:: Extracted information ::
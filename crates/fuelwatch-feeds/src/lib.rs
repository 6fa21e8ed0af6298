pub mod cache;
pub mod client;
pub mod error;
pub mod geo;
pub mod normalize;
pub mod parse;
pub mod query;
pub mod retailers;
pub mod watch;

pub use cache::{Corpus, RefreshSummary, StationCache, DEFAULT_CACHE_TTL};
pub use client::{FeedClient, DEFAULT_TIMEOUT_SECS};
pub use error::FeedError;
pub use normalize::normalize_station;
pub use parse::{coerce_price, normalize_timestamp};
pub use query::{QueryEngine, SearchArea, StationQuery, DEFAULT_SEARCH_LIMIT};
pub use retailers::default_endpoints;
pub use watch::WatchTarget;
use std::collections::BTreeMap;
use std::fmt;
use std::str::FromStr;

use serde::{Deserialize, Serialize};

/// One retailer's published price feed.
#[derive(Debug, Clone, PartialEq, Eq, Serialize, Deserialize)]
pub struct RetailerEndpoint {
    /// Display name, e.g. `"Sainsbury's"`.
    pub name: String,
    pub url: String,
}

impl RetailerEndpoint {
    #[must_use]
    pub fn new(name: impl Into<String>, url: impl Into<String>) -> Self {
        Self {
            name: name.into(),
            url: url.into(),
        }
    }
}

/// Fuel grades reported in the UK open-data scheme.
#[derive(Debug, Clone, Copy, PartialEq, Eq, Hash, PartialOrd, Ord, Serialize, Deserialize)]
pub enum FuelType {
    E10,
    E5,
    B7,
    #[serde(rename = "SDV")]
    Sdv,
}

impl FuelType {
    pub const ALL: [FuelType; 4] = [FuelType::E10, FuelType::E5, FuelType::B7, FuelType::Sdv];

    /// Feed code, as used for keys in a station's `prices` map.
    #[must_use]
    pub fn code(self) -> &'static str {
        match self {
            FuelType::E10 => "E10",
            FuelType::E5 => "E5",
            FuelType::B7 => "B7",
            FuelType::Sdv => "SDV",
        }
    }

    #[must_use]
    pub fn label(self) -> &'static str {
        match self {
            FuelType::E10 => "E10 (Unleaded Petrol)",
            FuelType::E5 => "E5 (Super Unleaded)",
            FuelType::B7 => "B7 (Diesel)",
            FuelType::Sdv => "SDV (Super Diesel)",
        }
    }
}

impl fmt::Display for FuelType {
    fn fmt(&self, f: &mut fmt::Formatter<'_>) -> fmt::Result {
        f.write_str(self.code())
    }
}

#[derive(Debug, Clone, PartialEq, Eq, thiserror::Error)]
#[error("unsupported fuel type code: {0}")]
pub struct UnknownFuelType(pub String);

impl FromStr for FuelType {
    type Err = UnknownFuelType;

    /// Codes are matched exactly; `"e10"` or `"diesel"` are not accepted.
    fn from_str(s: &str) -> Result<Self, Self::Err> {
        FuelType::ALL
            .into_iter()
            .find(|fuel| fuel.code() == s)
            .ok_or_else(|| UnknownFuelType(s.to_string()))
    }
}

/// A validated WGS84 coordinate pair.
#[derive(Debug, Clone, Copy, PartialEq, Serialize, Deserialize)]
pub struct GeoPoint {
    pub latitude: f64,
    pub longitude: f64,
}

impl GeoPoint {
    /// Returns `None` when either component is non-finite or out of range.
    #[must_use]
    pub fn new(latitude: f64, longitude: f64) -> Option<Self> {
        let lat_ok = latitude.is_finite() && (-90.0..=90.0).contains(&latitude);
        let lon_ok = longitude.is_finite() && (-180.0..=180.0).contains(&longitude);
        (lat_ok && lon_ok).then_some(Self {
            latitude,
            longitude,
        })
    }
}

/// Price for one fuel grade at one station.
#[derive(Debug, Clone, PartialEq, Serialize, Deserialize)]
pub struct FuelPrice {
    /// GBP per litre, rounded to three decimal places. Always positive.
    pub price: f64,
    /// Remaining fields of the retailer's price entry (e.g. `fuelType`,
    /// per-grade update times), kept verbatim.
    #[serde(flatten)]
    pub metadata: serde_json::Map<String, serde_json::Value>,
}

/// A fuel station normalized from any retailer feed.
///
/// Instances are built once per refresh and never mutated in the cache;
/// query results that need per-request annotations (distance) work on clones.
#[derive(Debug, Clone, PartialEq, Serialize, Deserialize)]
pub struct Station {
    /// Retailer-assigned site identifier. Opaque; compared case-insensitively.
    pub site_id: Option<String>,
    pub brand: Option<String>,
    pub name: Option<String>,
    pub address: Option<String>,
    pub postcode: Option<String>,
    pub town: Option<String>,
    pub latitude: f64,
    pub longitude: f64,
    /// Keyed by the feed's fuel code (`"E10"`, `"B7"`, ...).
    pub prices: BTreeMap<String, FuelPrice>,
    /// ISO-8601 timestamp of the station's (or the feed's) last update.
    pub last_updated: Option<String>,
    /// URL of the feed this station came from.
    pub source_endpoint: String,
    /// Great-circle distance from the query point, set by radius searches only.
    #[serde(default, skip_serializing_if = "Option::is_none")]
    pub distance_km: Option<f64>,
    /// Any other fields the retailer published for this station.
    #[serde(flatten)]
    pub extra: serde_json::Map<String, serde_json::Value>,
}

impl Station {
    #[must_use]
    pub fn point(&self) -> GeoPoint {
        GeoPoint {
            latitude: self.latitude,
            longitude: self.longitude,
        }
    }

    /// GBP-per-litre price for `fuel`, if this station reports one.
    #[must_use]
    pub fn price_for(&self, fuel: FuelType) -> Option<f64> {
        self.prices.get(fuel.code()).map(|p| p.price)
    }

    /// Returns `true` if `site_id` matches this station's identifier,
    /// ignoring case.
    #[must_use]
    pub fn has_site_id(&self, site_id: &str) -> bool {
        self.site_id
            .as_deref()
            .is_some_and(|id| id.to_lowercase() == site_id.to_lowercase())
    }
}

:: What this task involves ::
Faithfully write out the entire listing, line by line.

:: Response ::
filename crates/fuelwatch-feeds/src/lib.rs
repository 6fa21e8ed0af6298
pub mod cache;
pub mod client;
pub mod error;
pub mod geo;
pub mod normalize;
pub mod parse;
pub mod query;
pub mod retailers;
pub mod watch;

pub use cache::{Corpus, RefreshSummary, StationCache, DEFAULT_CACHE_TTL};
pub use client::{FeedClient, DEFAULT_TIMEOUT_SECS};
pub use error::FeedError;
pub use normalize::normalize_station;
pub use parse::{coerce_price, normalize_timestamp};
pub use query::{QueryEngine, SearchArea, StationQuery, DEFAULT_SEARCH_LIMIT};
pub use retailers::default_endpoints;
pub use watch::WatchTarget;
use std::collections::BTreeMap;
use std::fmt;
use std::str::FromStr;

use serde::{Deserialize, Serialize};

/// One retailer's published price feed.
#[derive(Debug, Clone, PartialEq, Eq, Serialize, Deserialize)]
pub struct RetailerEndpoint {
    /// Display name, e.g. `"Sainsbury's"`.
    pub name: String,
    pub url: String,
}

impl RetailerEndpoint {
    #[must_use]
    pub fn new(name: impl Into<String>, url: impl Into<String>) -> Self {
        Self {
            name: name.into(),
            url: url.into(),
        }
    }
}

/// Fuel grades reported in the UK open-data scheme.
#[derive(Debug, Clone, Copy, PartialEq, Eq, Hash, PartialOrd, Ord, Serialize, Deserialize)]
pub enum FuelType {
    E10,
    E5,
    B7,
    #[serde(rename = "SDV")]
    Sdv,
}

impl FuelType {
    pub const ALL: [FuelType; 4] = [FuelType::E10, FuelType::E5, FuelType::B7, FuelType::Sdv];

    /// Feed code, as used for keys in a station's `prices` map.
    #[must_use]
    pub fn code(self) -> &'static str {
        match self {
            FuelType::E10 => "E10",
            FuelType::E5 => "E5",
            FuelType::B7 => "B7",
            FuelType::Sdv => "SDV",
        }
    }

    #[must_use]
    pub fn label(self) -> &'static str {
        match self {
            FuelType::E10 => "E10 (Unleaded Petrol)",
            FuelType::E5 => "E5 (Super Unleaded)",
            FuelType::B7 => "B7 (Diesel)",
            FuelType::Sdv => "SDV (Super Diesel)",
        }
    }
}

impl fmt::Display for FuelType {
    fn fmt(&self, f: &mut fmt::Formatter<'_>) -> fmt::Result {
        f.write_str(self.code())
    }
}

#[derive(Debug, Clone, PartialEq, Eq, thiserror::Error)]
#[error("unsupported fuel type code: {0}")]
pub struct UnknownFuelType(pub String);

impl FromStr for FuelType {
    type Err = UnknownFuelType;

    /// Codes are matched exactly; `"e10"` or `"diesel"` are not accepted.
    fn from_str(s: &str) -> Result<Self, Self::Err> {
        FuelType::ALL
            .into_iter()
            .find(|fuel| fuel.code() == s)
            .ok_or_else(|| UnknownFuelType(s.to_string()))
    }
}

/// A validated WGS84 coordinate pair.
#[derive(Debug, Clone, Copy, PartialEq, Serialize, Deserialize)]
pub struct GeoPoint {
    pub latitude: f64,
    pub longitude: f64,
}

impl GeoPoint {
    /// Returns `None` when either component is non-finite or out of range.
    #[must_use]
    pub fn new(latitude: f64, longitude: f64) -> Option<Self> {
        let lat_ok = latitude.is_finite() && (-90.0..=90.0).contains(&latitude);
        let lon_ok = longitude.is_finite() && (-180.0..=180.0).contains(&longitude);
        (lat_ok && lon_ok).then_some(Self {
            latitude,
            longitude,
        })
    }
}

/// Price for one fuel grade at one station.
#[derive(Debug, Clone, PartialEq, Serialize, Deserialize)]
pub struct FuelPrice {
    /// GBP per litre, rounded to three decimal places. Always positive.
    pub price: f64,
    /// Remaining fields of the retailer's price entry (e.g. `fuelType`,
    /// per-grade update times), kept verbatim.
    #[serde(flatten)]
    pub metadata: serde_json::Map<String, serde_json::Value>,
}

/// A fuel station normalized from any retailer feed.
///
/// Instances are built once per refresh and never mutated in the cache;
/// query results that need per-request annotations (distance) work on clones.
#[derive(Debug, Clone, PartialEq, Serialize, Deserialize)]
pub struct Station {
    /// Retailer-assigned site identifier. Opaque; compared case-insensitively.
    pub site_id: Option<String>,
    pub brand: Option<String>,
    pub name: Option<String>,
    pub address: Option<String>,
    pub postcode: Option<String>,
    pub town: Option<String>,
    pub latitude: f64,
    pub longitude: f64,
    /// Keyed by the feed's fuel code (`"E10"`, `"B7"`, ...).
    pub prices: BTreeMap<String, FuelPrice>,
    /// ISO-8601 timestamp of the station's (or the feed's) last update.
    pub last_updated: Option<String>,
    /// URL of the feed this station came from.
    pub source_endpoint: String,
    /// Great-circle distance from the query point, set by radius searches only.
    #[serde(default, skip_serializing_if = "Option::is_none")]
    pub distance_km: Option<f64>,
    /// Any other fields the retailer published for this station.
    #[serde(flatten)]
    pub extra: serde_json::Map<String, serde_json::Value>,
}

impl Station {
    #[must_use]
    pub fn point(&self) -> GeoPoint {
        GeoPoint {
            latitude: self.latitude,
            longitude: self.longitude,
        }
    }

    /// GBP-per-litre price for `fuel`, if this station reports one.
    #[must_use]
    pub fn price_for(&self, fuel: FuelType) -> Option<f64> {
        self.prices.get(fuel.code()).map(|p| p.price)
    }

    /// Returns `true` if `site_id` matches this station's identifier,
    /// ignoring case.
    #[must_use]
    pub fn has_site_id(&self, site_id: &str) -> bool {
        self.site_id
            .as_deref()
            .is_some_and(|id| id.to_lowercase() == site_id.to_lowercase())
    }
}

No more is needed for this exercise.